[AIM OF THE EXERCISE] Repeat, please, only the lines from the top of the data down to the line with "pub fn default_directive(verbose: bool)"; include both of those lines.

[DATA LISTING]
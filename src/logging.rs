//! Log output setup for the command-line tool.
//!
//! Diagnostics always go to stderr. A run that works on a report also
//! writes them to a session log inside the report directory.

use std::fs::{self, File};
use std::path::Path;
use std::sync::Mutex;

use tracing::{debug, warn};
use tracing_subscriber::layer::SubscriberExt;
use tracing_subscriber::util::SubscriberInitExt;
use tracing_subscriber::{fmt, EnvFilter};

/// Default filter directive; `RUST_LOG` takes precedence when set.
pub fn default_directive(verbose: bool) -> &'static str {
    if verbose {
        "debug"
    } else {
        "info"
    }
}

/// Install the global subscriber. Returns false if one was already installed.
///
/// A session log that cannot be created is reported and skipped.
pub fn init_logging(verbose: bool, session_log: Option<&Path>) -> bool {
    let filter = EnvFilter::try_from_default_env()
        .unwrap_or_else(|_| EnvFilter::new(default_directive(verbose)));

    let (file, open_error) = match session_log.map(open_session_log) {
        Some(Ok(file)) => (Some(file), None),
        Some(Err(e)) => (None, Some(e)),
        None => (None, None),
    };
    let file_layer = file.map(|file| {
        fmt::layer()
            .with_ansi(false)
            .with_target(false)
            .with_writer(Mutex::new(file))
    });

    let installed = tracing_subscriber::registry()
        .with(filter)
        .with(fmt::layer().with_writer(std::io::stderr).with_target(false))
        .with(file_layer)
        .try_init()
        .is_ok();

    if let (Some(path), Some(error)) = (session_log, open_error) {
        warn!(path = %path.display(), %error, "cannot open session log, continuing without it");
    } else if let Some(path) = session_log {
        debug!(path = %path.display(), "writing session log");
    }
    installed
}

fn open_session_log(path: &Path) -> std::io::Result<File> {
    if let Some(dir) = path.parent() {
        fs::create_dir_all(dir)?;
    }
    File::create(path)
}
//! Capture files: per-input record files written during analysis and read back for reporting.

pub mod codec;
pub mod layout;
pub mod reader;
pub mod record;
pub mod writer;

pub use layout::{list_reports, ReportLayout};
pub use reader::{read_header, validate_capture_files, CaptureHeader, CaptureReader};
pub use record::{CaptureLine, CaptureRecord, MetricsLine, Status};
pub use writer::CaptureWriter;
//! Single-pass aggregation of all capture files of a report.

use std::collections::{BTreeMap, HashMap};
use std::path::PathBuf;

use anyhow::Result;
use tracing::{debug, info};

use super::external_sort::{ExternalSorter, SortedKeys};
use super::objects::{ObjectCount, ObjectRollup};
use super::score::{CompatibilityScore, ScoreAccumulator, WeightTable};
use super::sort_key::{GroupOrder, SourceFileMap};
use super::summary::{StatusSection, SummaryBuilder};
use super::xref::{feature_key, object_key, XrefOptions};
use crate::capture::{
    validate_capture_files, CaptureLine, CaptureReader, CaptureRecord, MetricsLine, Status,
};
use crate::config::CompassConfig;
use crate::util::cmp_ci;

/// Settings of one aggregation run.
#[derive(Debug, Clone)]
pub struct AggregateOptions {
    pub report_name: String,
    /// Target version the capture files must carry, if any
    pub expected_version: Option<String>,
    pub xref: XrefOptions,
    pub group_order: GroupOrder,
    pub weights: WeightTable,
    pub sort_buffer_bytes: usize,
}

impl AggregateOptions {
    pub fn from_config(report_name: &str, config: &CompassConfig) -> Self {
        Self {
            report_name: report_name.to_string(),
            expected_version: None,
            xref: XrefOptions {
                max_line_nrs: config.max_line_nrs_in_list,
                ..XrefOptions::default()
            },
            group_order: GroupOrder::with_overrides(&config.group_ranks),
            weights: WeightTable::with_overrides(&config.group_weights),
            sort_buffer_bytes: config.sort_buffer_bytes,
        }
    }
}

/// Input totals of one application (or of the whole report).
#[derive(Debug, Clone, Default, PartialEq, Eq)]
pub struct InputTotals {
    pub files: u64,
    pub batches: u64,
    pub error_batches: u64,
    pub lines: u64,
}

impl InputTotals {
    fn add(&mut self, metrics: &MetricsLine) {
        self.files += 1;
        self.batches += u64::from(metrics.nr_batches);
        self.error_batches += u64::from(metrics.nr_error_batches);
        self.lines += u64::from(metrics.nr_lines);
    }
}

/// Everything a report needs, rebuilt on every report run.
pub struct ReportAggregate {
    pub report_name: String,
    pub target_version: String,
    pub capture_files: usize,
    /// Per-application totals in case-insensitive application order
    pub apps: Vec<(String, InputTotals)>,
    pub totals: InputTotals,
    pub records: u64,
    pub status_counts: BTreeMap<Status, u64>,
    pub summary: Vec<StatusSection>,
    pub constructs: u64,
    pub score: CompatibilityScore,
    pub objects: Vec<ObjectCount>,
    pub files: SourceFileMap,
    pub feature_xref: Option<SortedKeys>,
    pub object_xref: Option<SortedKeys>,
    /// Records left out of cross-references by the item filter
    pub xref_filtered: u64,
}

/// Streaming accumulator for capture lines.
pub struct Aggregator {
    options: AggregateOptions,
    apps: HashMap<String, InputTotals>,
    records: u64,
    status_counts: BTreeMap<Status, u64>,
    summary: SummaryBuilder,
    score: ScoreAccumulator,
    objects: ObjectRollup,
    files: SourceFileMap,
    feature_sorter: Option<ExternalSorter>,
    object_sorter: Option<ExternalSorter>,
    xref_filtered: u64,
}

impl Aggregator {
    pub fn new(options: AggregateOptions) -> Self {
        let budget = (options.sort_buffer_bytes / 2).max(1);
        let feature_sorter = options.xref.by_feature.then(|| ExternalSorter::new(budget));
        let object_sorter = options.xref.by_object.then(|| ExternalSorter::new(budget));
        Self {
            options,
            apps: HashMap::new(),
            records: 0,
            status_counts: BTreeMap::new(),
            summary: SummaryBuilder::new(),
            score: ScoreAccumulator::new(),
            objects: ObjectRollup::new(),
            files: SourceFileMap::new(),
            feature_sorter,
            object_sorter,
            xref_filtered: 0,
        }
    }

    pub fn add_metrics(&mut self, metrics: &MetricsLine) {
        self.apps
            .entry(metrics.app_name.clone())
            .or_default()
            .add(metrics);
    }

    pub fn add_record(&mut self, record: &CaptureRecord) -> Result<()> {
        self.records += 1;
        self.objects.add(record);

        if record.status == Status::ObjectCountOnly {
            return Ok(());
        }

        *self.status_counts.entry(record.status).or_insert(0) += 1;
        self.summary.add(
            record.status,
            &record.feature_group,
            &record.item,
            &record.app_name,
            &self.options.group_order,
        );
        self.score
            .add(&self.options.weights, record.status, &record.feature_group);

        let xref = &self.options.xref;
        if xref.enabled() && xref.includes_status(record.status) {
            let item = xref.display_item(record);
            if !xref.matches(&item) {
                self.xref_filtered += 1;
                return Ok(());
            }
            if let Some(sorter) = self.feature_sorter.as_mut() {
                sorter.push(feature_key(
                    record,
                    &item,
                    &self.options.group_order,
                    &mut self.files,
                ))?;
            }
            if let Some(sorter) = self.object_sorter.as_mut() {
                sorter.push(object_key(
                    record,
                    &item,
                    &self.options.group_order,
                    &mut self.files,
                ))?;
            }
        }
        Ok(())
    }

    pub fn finish(self, target_version: String, capture_files: usize) -> Result<ReportAggregate> {
        let mut apps: Vec<(String, InputTotals)> = self.apps.into_iter().collect();
        apps.sort_by(|a, b| cmp_ci(&a.0, &b.0));
        let mut totals = InputTotals::default();
        for (_, app) in &apps {
            totals.files += app.files;
            totals.batches += app.batches;
            totals.error_batches += app.error_batches;
            totals.lines += app.lines;
        }

        debug!(
            distinct_items = self.summary.distinct_keys(),
            records = self.records,
            "building summary"
        );

        let feature_xref = self.feature_sorter.map(ExternalSorter::finish).transpose()?;
        let object_xref = self.object_sorter.map(ExternalSorter::finish).transpose()?;

        Ok(ReportAggregate {
            report_name: self.options.report_name,
            target_version,
            capture_files,
            apps,
            totals,
            records: self.records,
            status_counts: self.status_counts,
            summary: self.summary.finish(),
            constructs: self.score.constructs(),
            score: self.score.score(),
            objects: self.objects.finish(),
            files: self.files,
            feature_xref,
            object_xref,
            xref_filtered: self.xref_filtered,
        })
    }
}

/// Validate and read all capture files, producing the report aggregate.
pub fn aggregate_captures(files: &[PathBuf], options: AggregateOptions) -> Result<ReportAggregate> {
    let target_version = validate_capture_files(
        &options.report_name,
        files,
        options.expected_version.as_deref(),
    )?;

    let mut aggregator = Aggregator::new(options);
    for file in files {
        let reader = CaptureReader::open(file)?;
        let mut records = 0u64;
        for line in reader {
            match line? {
                CaptureLine::Record(record) => {
                    aggregator.add_record(&record)?;
                    records += 1;
                }
                CaptureLine::Metrics(metrics) => aggregator.add_metrics(&metrics),
                CaptureLine::Comment(_) => {}
            }
        }
        debug!(file = %file.display(), records, "read capture file");
    }

    let aggregate = aggregator.finish(target_version, files.len())?;
    info!(
        files = aggregate.capture_files,
        records = aggregate.records,
        score = %aggregate.score,
        "aggregated capture files"
    );
    Ok(aggregate)
}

[ANSWER BOX]
filename src/logging.rs
//! Log output setup for the command-line tool.
//!
//! Diagnostics always go to stderr. A run that works on a report also
//! writes them to a session log inside the report directory.

use std::fs::{self, File};
use std::path::Path;
use std::sync::Mutex;

use tracing::{debug, warn};
use tracing_subscriber::layer::SubscriberExt;
use tracing_subscriber::util::SubscriberInitExt;
use tracing_subscriber::{fmt, EnvFilter};

/// Default filter directive; `RUST_LOG` takes precedence when set.
pub fn default_directive(verbose: bool) -> &'static str {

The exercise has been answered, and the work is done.